- **Task prompt**: Work out how many lines in the data that follows contain "Result". Write nothing but the number.

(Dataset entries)
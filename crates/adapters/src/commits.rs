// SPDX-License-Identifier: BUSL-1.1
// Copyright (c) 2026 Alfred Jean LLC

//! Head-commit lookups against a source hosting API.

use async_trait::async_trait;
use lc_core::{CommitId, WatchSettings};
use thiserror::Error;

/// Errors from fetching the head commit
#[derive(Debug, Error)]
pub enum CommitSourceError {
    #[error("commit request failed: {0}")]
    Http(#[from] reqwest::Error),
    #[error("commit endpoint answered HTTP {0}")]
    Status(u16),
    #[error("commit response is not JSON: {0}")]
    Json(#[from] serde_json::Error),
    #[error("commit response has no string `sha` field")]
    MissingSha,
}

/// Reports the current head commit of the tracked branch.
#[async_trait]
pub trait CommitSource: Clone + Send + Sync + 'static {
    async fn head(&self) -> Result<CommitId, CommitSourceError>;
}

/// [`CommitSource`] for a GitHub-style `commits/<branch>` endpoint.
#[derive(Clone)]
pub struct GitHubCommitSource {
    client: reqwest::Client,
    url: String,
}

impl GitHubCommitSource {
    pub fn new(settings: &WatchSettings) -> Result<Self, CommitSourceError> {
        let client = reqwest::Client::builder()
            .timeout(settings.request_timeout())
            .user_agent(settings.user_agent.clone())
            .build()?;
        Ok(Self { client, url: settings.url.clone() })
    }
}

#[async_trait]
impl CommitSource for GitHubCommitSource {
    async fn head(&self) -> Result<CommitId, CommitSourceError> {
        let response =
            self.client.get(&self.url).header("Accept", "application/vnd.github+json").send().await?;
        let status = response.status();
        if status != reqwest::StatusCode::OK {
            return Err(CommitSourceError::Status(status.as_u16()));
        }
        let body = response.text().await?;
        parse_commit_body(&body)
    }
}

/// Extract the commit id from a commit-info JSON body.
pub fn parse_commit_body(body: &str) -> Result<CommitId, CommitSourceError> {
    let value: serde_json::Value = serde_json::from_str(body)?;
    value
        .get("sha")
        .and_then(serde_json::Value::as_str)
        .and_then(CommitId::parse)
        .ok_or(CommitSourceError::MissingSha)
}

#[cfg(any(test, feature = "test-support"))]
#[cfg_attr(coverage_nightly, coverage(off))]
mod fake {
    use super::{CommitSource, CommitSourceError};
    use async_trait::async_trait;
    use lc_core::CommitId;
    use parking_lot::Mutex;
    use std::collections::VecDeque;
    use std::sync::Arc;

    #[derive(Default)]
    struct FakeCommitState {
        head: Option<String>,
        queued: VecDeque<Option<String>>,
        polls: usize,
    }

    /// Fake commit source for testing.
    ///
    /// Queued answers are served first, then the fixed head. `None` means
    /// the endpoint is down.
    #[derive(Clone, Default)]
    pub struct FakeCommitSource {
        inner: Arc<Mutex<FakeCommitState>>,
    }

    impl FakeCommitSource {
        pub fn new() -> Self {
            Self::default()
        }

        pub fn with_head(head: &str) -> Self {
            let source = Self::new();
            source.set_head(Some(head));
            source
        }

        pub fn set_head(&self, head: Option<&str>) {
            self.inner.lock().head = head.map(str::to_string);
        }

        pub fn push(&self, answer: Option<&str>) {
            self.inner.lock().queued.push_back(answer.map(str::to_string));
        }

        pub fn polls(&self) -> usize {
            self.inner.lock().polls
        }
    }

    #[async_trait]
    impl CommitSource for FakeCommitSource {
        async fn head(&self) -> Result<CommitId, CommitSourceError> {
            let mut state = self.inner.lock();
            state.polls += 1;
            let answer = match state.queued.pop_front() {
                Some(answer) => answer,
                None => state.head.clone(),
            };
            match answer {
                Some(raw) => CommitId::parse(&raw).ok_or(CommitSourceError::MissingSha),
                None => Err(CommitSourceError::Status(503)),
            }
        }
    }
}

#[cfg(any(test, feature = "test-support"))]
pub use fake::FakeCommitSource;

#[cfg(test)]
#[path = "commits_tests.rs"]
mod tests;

- **Exercise response**: 5